//! Mixin declarations (analyze phase)
//!
//! Picks up the function and variable declarations the earlier plugins
//! skipped because they matched a mixin shape, and builds them with the
//! mixin builder.

use anyhow::Result;
use tree_sitter::Node;

use crate::analysis::plugin::{AnalyzeArgs, Plugin};
use crate::ast;
use crate::builders::mixin;
use crate::jsdoc;
use crate::plugins::is_top_level;
use crate::schema::Declaration;

pub struct MixinsPlugin;

impl Plugin for MixinsPlugin {
    fn name(&self) -> &str {
        "CORE - MIXINS"
    }

    fn analyze(&mut self, args: &mut AnalyzeArgs<'_, '_>) -> Result<()> {
        if !is_top_level(args.node) {
            return Ok(());
        }
        match args.node.kind() {
            "function_declaration" => {
                let node = args.node;
                let name = ast::field_text(node, "name", args.source);
                try_build(args, node, node, name);
            }
            "lexical_declaration" | "variable_declaration" => {
                for declarator in ast::find_children_by_kind(args.node, "variable_declarator") {
                    let Some(value) = declarator.child_by_field_name("value") else {
                        continue;
                    };
                    let name = declarator
                        .child_by_field_name("name")
                        .filter(|n| n.kind() == "identifier")
                        .map(|n| ast::node_text(n, args.source).to_string());
                    try_build(args, value, declarator, name);
                }
            }
            _ => {}
        }
        Ok(())
    }
}

/// Detect and build one mixin candidate. `doc_node` is where the JSDoc
/// lives (the declarator for variable-bound mixins).
fn try_build(
    args: &mut AnalyzeArgs<'_, '_>,
    candidate: Node<'_>,
    doc_node: Node<'_>,
    name: Option<String>,
) {
    let Some(name) = name else { return };
    if args.module.has_declaration(&name) {
        return;
    }
    let Some(detected) = mixin::detect_mixin(candidate, args.source) else {
        return;
    };

    let doc = jsdoc::for_node(doc_node, args.source);
    let (mut declaration, inner_mixin_names) =
        mixin::build_mixin(name, detected, args.source, doc.as_ref());
    declaration.mixins = inner_mixin_names
        .iter()
        .map(|inner| args.context.resolve(inner))
        .collect();

    args.module.declarations.push(Declaration::Mixin(declaration));
}

#[cfg(test)]
mod tests {
    use super::*;
    use crate::analysis::context::AnalyzerContext;
    use crate::language::parse_module;
    use crate::schema::{Module, Reference};

    fn analyze(source: &str) -> Module {
        let tree = parse_module("src/mixins.js", source).unwrap();
        let mut context = AnalyzerContext::new(false, Vec::new());
        context.begin_collect("src/mixins.js");
        context.finish_collect();
        context.begin_analyze("src/mixins.js");
        let mut module = Module::new("src/mixins.js");
        let mut plugin = MixinsPlugin;
        ast::walk_tree(tree.root_node(), &mut |node| {
            let mut args = AnalyzeArgs {
                node,
                source,
                module: &mut module,
                context: &mut context,
            };
            plugin.analyze(&mut args).unwrap();
        });
        module
    }

    #[test]
    fn arrow_mixin_with_members() {
        let module = analyze(
            "export const DisabledMixin = klass => class extends klass { disabled = false; };",
        );
        let Declaration::Mixin(mixin) = &module.declarations[0] else {
            panic!("expected mixin");
        };
        assert_eq!(mixin.name, "DisabledMixin");
        assert_eq!(mixin.members[0].name(), "disabled");
        assert_eq!(mixin.parameters[0].name, "klass");
    }

    #[test]
    fn function_mixin_with_named_return() {
        let module = analyze(
            "export function LoggerMixin(Base) { class Logger extends Base { log() {} } return Logger; }",
        );
        let Declaration::Mixin(mixin) = &module.declarations[0] else {
            panic!("expected mixin");
        };
        assert_eq!(mixin.name, "LoggerMixin");
        assert_eq!(mixin.members[0].name(), "log");
    }

    #[test]
    fn chained_mixin_applications_resolve() {
        let module =
            analyze("const M = klass => class extends Other(klass) { x = 1; };");
        let Declaration::Mixin(mixin) = &module.declarations[0] else {
            panic!("expected mixin");
        };
        assert_eq!(
            mixin.mixins[0],
            Reference::local("Other", "src/mixins.js")
        );
    }

    #[test]
    fn plain_functions_do_not_match() {
        let module = analyze("function add(a, b) { return a + b; }");
        assert!(module.declarations.is_empty());
    }
}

• **WHAT YOU SHOULD DO**
Please find every line in the listing that holds the string "klass" and copy it.

• **REPLY TO THE TASK**
            "export const DisabledMixin = klass => class extends klass { disabled = false; };",
        assert_eq!(mixin.parameters[0].name, "klass");
            analyze("const M = klass => class extends Other(klass) { x = 1; };");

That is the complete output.